Went to the hot room and stayed put. It did bring out a lot of the mucous. Also felt better by Sunday evening. Did a full days work today and was happy that there was no sudden urge to go curl up into a fetal position and sleep. Being tired physically and mentally doesn't help.

This evening I show up for a class by Mr. Fire, who gives me the most grief in any class, knowing I love him for it. 

Did my best locking of the knee and he picked on me right away. Then he starts giving me readings from his lockometer on the podium.. it is 99.5% , 99.8%.. 

I thought it was at 110% going to 120% and was honestly disappointed to know it was still at 99 something %. Pushed my knee back and was just about to fall forwards as usual, when the teacher looked elsewhere at another student and said "look at your own eyes" and for some strange reason I looked up to see my eyes in the mirror instead of my knee that was 99.8% and like magic, didn't fall forward.

You see, my biggest problem (my perception, not my teachers evaluation) is that I am bow legged. That means, when I do lock that knee (okay it has been only once..) or get close to it, my feet, knees and waist will NOT be on one straight line, like other folks. Maybe, eventually yoga changes bone structure and one can come out of bow leggedness, but that eventually doesnt seem like tomorrow for me.. So I always grappled with this "counter weight" concept.

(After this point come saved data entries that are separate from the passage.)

#[cfg(test)]
mod tests {
    use super::*;
    use std::sync::Arc;
    use std::time::Duration;

    use lakestore_protocol::Operation;
    use lakestore_rest::{Fault, MemoryTransport};
    use lakestore_store::RetryPolicy;
    use tempfile::TempDir;

    fn setup() -> (Arc<MemoryTransport>, FileSystem) {
        let t = Arc::new(MemoryTransport::new());
        let fs = FileSystem::new(t.clone()).with_retry(RetryPolicy {
            max_retries: 2,
            initial_delay: Duration::from_millis(1),
            backoff_factor: 2.0,
        });
        (t, fs)
    }

    fn pattern(len: usize) -> Vec<u8> {
        (0..len).map(|i| (i % 251) as u8).collect()
    }

    fn local_file(dir: &TempDir, name: &str, data: &[u8]) -> std::path::PathBuf {
        let path = dir.path().join(name);
        std::fs::write(&path, data).unwrap();
        path
    }

    #[tokio::test]
    async fn put_chunk_uploads_its_range() {
        let (t, fs) = setup();
        let dir = TempDir::new().unwrap();
        let data = pattern(100);
        let src = local_file(&dir, "src", &data);

        let outcome = put_chunk(
            &fs,
            &src,
            &LakePath::new("seg/part_40"),
            ChunkSpan::new(40, 35),
            16,
            &CancellationToken::new(),
        )
        .await;
        assert!(outcome.error.is_none());
        assert_eq!(outcome.reached(), 35);
        assert_eq!(t.file("seg/part_40").unwrap(), &data[40..75]);
    }

    #[tokio::test]
    async fn put_chunk_resumes_from_remote_length() {
        let (t, fs) = setup();
        let dir = TempDir::new().unwrap();
        let data = pattern(50);
        let src = local_file(&dir, "src", &data);
        // The service already holds more than the recorded progress.
        t.put_file("dst", data[..30].to_vec());

        let span = ChunkSpan {
            offset: 0,
            expected: 50,
            done: 20,
        };
        let outcome = put_chunk(&fs, &src, &LakePath::new("dst"), span, 8, &CancellationToken::new()).await;
        assert!(outcome.error.is_none());
        assert_eq!(outcome.resumed_at, 30);
        assert_eq!(outcome.transferred, 20);
        assert_eq!(t.file("dst").unwrap(), data);
        assert_eq!(t.call_count(Operation::Create), 0);
    }

    #[tokio::test]
    async fn put_chunk_stops_when_cancelled() {
        let (t, fs) = setup();
        let dir = TempDir::new().unwrap();
        let src = local_file(&dir, "src", &pattern(40));
        let cancel = CancellationToken::new();
        cancel.cancel();

        let outcome = put_chunk(&fs, &src, &LakePath::new("dst"), ChunkSpan::new(0, 40), 8, &cancel).await;
        assert!(outcome.error.is_none());
        assert_eq!(outcome.transferred, 0);
        assert_eq!(t.file("dst").unwrap(), b"");
    }

    #[tokio::test]
    async fn put_chunk_reports_short_local_file() {
        let (_t, fs) = setup();
        let dir = TempDir::new().unwrap();
        let src = local_file(&dir, "src", &pattern(10));

        let outcome = put_chunk(
            &fs,
            &src,
            &LakePath::new("dst"),
            ChunkSpan::new(0, 20),
            8,
            &CancellationToken::new(),
        )
        .await;
        assert!(matches!(
            outcome.error,
            Some(TransferError::Store(StoreError::IncompleteTransfer { .. }))
        ));
        assert_eq!(outcome.transferred, 8);
    }

    #[tokio::test]
    async fn get_chunk_writes_at_offset() {
        let (t, fs) = setup();
        let dir = TempDir::new().unwrap();
        let data = pattern(64);
        t.put_file("src", data.clone());
        let dst = local_file(&dir, "dst", &[0u8; 64]);

        let outcome = get_chunk(
            &fs,
            &LakePath::new("src"),
            &dst,
            ChunkSpan::new(32, 32),
            10,
            &CancellationToken::new(),
        )
        .await;
        assert!(outcome.error.is_none());
        assert_eq!(outcome.reached(), 32);
        let written = std::fs::read(&dst).unwrap();
        assert_eq!(&written[32..], &data[32..]);
        assert!(written[..32].iter().all(|&b| b == 0));
    }

    #[tokio::test]
    async fn get_chunk_short_reads_advance_without_rewriting() {
        let (t, fs) = setup();
        let dir = TempDir::new().unwrap();
        let data = pattern(40);
        t.put_file("src", data.clone());
        t.set_read_cap(Some(3));
        let dst = local_file(&dir, "dst", &[]);

        let outcome = get_chunk(
            &fs,
            &LakePath::new("src"),
            &dst,
            ChunkSpan::new(0, 40),
            16,
            &CancellationToken::new(),
        )
        .await;
        assert!(outcome.error.is_none());
        assert_eq!(outcome.transferred, 40);
        assert_eq!(std::fs::read(&dst).unwrap(), data);
    }

    #[tokio::test]
    async fn get_chunk_reports_remainder_after_failure() {
        let (t, fs) = setup();
        let dir = TempDir::new().unwrap();
        let data = pattern(30);
        t.put_file("src", data.clone());
        let dst = local_file(&dir, "dst", &[0u8; 30]);

        // First block succeeds, the second exhausts the retries.
        let t2 = t.clone();
        t.set_call_hook(move |req| {
            if req.op == Operation::Open && req.get_param("offset") == Some("10") {
                t2.fail_next(Operation::Open, Fault::Unavailable, 1);
            }
        });
        let outcome = get_chunk(
            &fs,
            &LakePath::new("src"),
            &dst,
            ChunkSpan::new(0, 30),
            10,
            &CancellationToken::new(),
        )
        .await;
        assert!(outcome.error.as_ref().is_some_and(TransferError::is_retryable));
        assert_eq!(outcome.reached(), 10);

        // Retrying the remainder completes the chunk.
        let span = ChunkSpan {
            offset: 0,
            expected: 30,
            done: outcome.reached(),
        };
        t.set_call_hook(|_| {});
        let outcome = get_chunk(&fs, &LakePath::new("src"), &dst, span, 10, &CancellationToken::new()).await;
        assert!(outcome.error.is_none());
        assert_eq!(outcome.reached(), 30);
        assert_eq!(std::fs::read(&dst).unwrap(), data);
        let opens: Vec<_> = t
            .calls()
            .into_iter()
            .filter(|c| c.op == Operation::Open)
            .filter(|c| c.params.contains(&("offset".into(), "0".into())))
            .collect();
        assert_eq!(opens.len(), 1);
    }

    #[tokio::test]
    async fn get_chunk_cancelled_keeps_partial_progress() {
        let (t, fs) = setup();
        let dir = TempDir::new().unwrap();
        t.put_file("src", pattern(30));
        let dst = local_file(&dir, "dst", &[0u8; 30]);
        let cancel = CancellationToken::new();

        let c = cancel.clone();
        t.set_call_hook(move |req| {
            if req.op == Operation::Open && req.get_param("offset") == Some("10") {
                c.cancel();
            }
        });
        let outcome = get_chunk(&fs, &LakePath::new("src"), &dst, ChunkSpan::new(0, 30), 10, &cancel).await;
        assert!(outcome.error.is_none());
        assert_eq!(outcome.reached(), 20);
    }

    #[tokio::test]
    async fn merge_refuses_existing_destination_without_overwrite() {
        let (t, fs) = setup();
        t.put_file("out", b"old".to_vec());
        t.put_file("out.segments/out_0", b"ab".to_vec());
        t.put_file("out.segments/out_2", b"cd".to_vec());
        let parts = [
            LakePath::new("out.segments/out_0"),
            LakePath::new("out.segments/out_2"),
        ];

        let err = merge_chunks(&fs, &LakePath::new("out"), &parts, false)
            .await
            .unwrap_err();
        assert!(matches!(err, TransferError::FileExists(ref v) if v == &["/out".to_string()]));
        assert_eq!(t.file("out").unwrap(), b"old");

        merge_chunks(&fs, &LakePath::new("out"), &parts, true).await.unwrap();
        assert_eq!(t.file("out").unwrap(), b"abcd");
        assert!(!t.exists("out.segments"));
    }

    #[tokio::test]
    async fn finish_download_renames_into_place() {
        let dir = TempDir::new().unwrap();
        let part = local_file(&dir, "f.inprogress", b"new");
        let dst = local_file(&dir, "f", b"old");

        assert!(finish_download(&part, &dst, false).await.is_err());
        finish_download(&part, &dst, true).await.unwrap();
        assert_eq!(std::fs::read(&dst).unwrap(), b"new");
        assert!(!part.exists());
    }
}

If you push your knees back and they stick out on the line made by your butt and feet, you have to have a counter weight to balance that when kicking forward.. The minute I lean forward, it is game over. 

Thanks to hearing "look up" I pushed my back, up and towards the back wall ceiling and there was the "counter" to the forward force. 

It takes years to figure out something. Hopefully this gives me a starting point to get from step 1 to step 2 on this pose. 

It is heartening because 99.8% is an F for this pose. There is only two grades on this pose for part 1.

100% locked knee = D, anything less is F! 

Those five seconds were priceless! Will try to repeat this tomorrow and if sucessful  post a video of what I used to do before and what changed. 

Who knows, there may be many of my brothers and sisters out there with bow legs who might take something from my experience!